- _WORK INSTRUCTION_
Determine how many lines of the data include the word "trim", and write only that number.

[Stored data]

use std::collections::HashMap;
use std::env;

const DEFAULT_RELEASE_CHANNEL: &str = "#tech-releases";
const DEFAULT_CONFIG_FILE_PATH: &str = "api/lib/config.js";
const DEFAULT_CI_CHECK_NAME: &str = "build-test-and-deploy";
const DEFAULT_SCALINGO_REGION: &str = "osc-fr1";

/// Repository name -> review environments, in deployment order.
#[derive(Debug, Clone, Default, PartialEq, Eq)]
pub struct ReviewAppBindings {
    by_repository: HashMap<String, Vec<String>>,
}

impl ReviewAppBindings {
    #[must_use]
    pub fn new(by_repository: HashMap<String, Vec<String>>) -> Self {
        // A repository bound to an empty list is the same as an unbound one.
        let by_repository = by_repository
            .into_iter()
            .filter(|(_, environments)| !environments.is_empty())
            .collect();
        Self { by_repository }
    }

    /// Parse the JSON object form used by `REVIEW_APP_BINDINGS`,
    /// e.g. `{"my-site": ["my-site-review", "my-pro-review"]}`.
    ///
    /// # Errors
    ///
    /// Returns a message when the value is not an object of string arrays.
    pub fn from_json(raw: &str) -> Result<Self, String> {
        let parsed: HashMap<String, Vec<String>> =
            serde_json::from_str(raw).map_err(|e| format!("REVIEW_APP_BINDINGS: {e}"))?;
        Ok(Self::new(parsed))
    }

    #[must_use]
    pub fn environments_for(&self, repository: &str) -> Option<&[String]> {
        self.by_repository.get(repository).map(Vec::as_slice)
    }
}

/// Scalingo applications that receive a release, per target environment.
#[derive(Debug, Clone, Default, PartialEq, Eq)]
pub struct ReleaseTargets {
    pub staging: Vec<String>,
    pub production: Vec<String>,
}

#[derive(Debug, Clone)]
pub struct AppConfig {
    pub slack_signing_secret: String,
    pub slack_bot_token: String,
    pub slack_release_channel: String,
    pub github_token: Option<String>,
    pub github_webhook_secret: String,
    pub github_owner: String,
    pub github_repository: String,
    pub config_file_path: String,
    pub github_ci_check_name: String,
    pub scalingo_token: String,
    pub scalingo_region: String,
    pub review_app_domain: String,
    pub review_apps: ReviewAppBindings,
    pub review_app_template_dir: Option<String>,
    pub release_targets: ReleaseTargets,
    pub build_service_url: String,
    pub build_service_token: Option<String>,
    pub release_queue_url: Option<String>,
}

impl AppConfig {
    /// # Errors
    ///
    /// Returns the name of the first missing or malformed variable.
    pub fn from_env() -> Result<Self, String> {
        let review_apps = match env::var("REVIEW_APP_BINDINGS") {
            Ok(raw) if !raw.trim().is_empty() => ReviewAppBindings::from_json(&raw)?,
            _ => ReviewAppBindings::default(),
        };

        Ok(Self {
            slack_signing_secret: required("SLACK_SIGNING_SECRET")?,
            slack_bot_token: required("SLACK_BOT_TOKEN")?,
            slack_release_channel: or_default("SLACK_RELEASE_CHANNEL", DEFAULT_RELEASE_CHANNEL),
            github_token: env::var("GITHUB_TOKEN").ok(),
            github_webhook_secret: required("GITHUB_WEBHOOK_SECRET")?,
            github_owner: required("GITHUB_OWNER")?,
            github_repository: required("GITHUB_REPOSITORY")?,
            config_file_path: or_default("CONFIG_FILE_PATH", DEFAULT_CONFIG_FILE_PATH),
            github_ci_check_name: or_default("GITHUB_CI_CHECK_NAME", DEFAULT_CI_CHECK_NAME),
            scalingo_token: required("SCALINGO_TOKEN")?,
            scalingo_region: or_default("SCALINGO_REGION", DEFAULT_SCALINGO_REGION),
            review_app_domain: required("REVIEW_APP_DOMAIN")?,
            review_apps,
            review_app_template_dir: env::var("REVIEW_APP_TEMPLATE_DIR").ok(),
            release_targets: ReleaseTargets {
                staging: split_list(&env::var("RELEASE_STAGING_APPS").unwrap_or_default()),
                production: split_list(&env::var("RELEASE_PRODUCTION_APPS").unwrap_or_default()),
            },
            build_service_url: required("BUILD_SERVICE_URL")?,
            build_service_token: env::var("BUILD_SERVICE_TOKEN").ok(),
            release_queue_url: env::var("RELEASE_QUEUE_URL").ok(),
        })
    }
}

fn required(name: &str) -> Result<String, String> {
    env::var(name).map_err(|e| format!("{name}: {e}"))
}

fn or_default(name: &str, default: &str) -> String {
    env::var(name)
        .ok()
        .filter(|v| !v.trim().is_empty())
        .unwrap_or_else(|| default.to_string())
}

/// Split a comma-separated list, dropping blanks.
#[must_use]
pub fn split_list(raw: &str) -> Vec<String> {
    raw.split(',')
        .map(str::trim)
        .filter(|s| !s.is_empty())
        .map(ToString::to_string)
        .collect()
}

- _WRITTEN SOLUTION_
3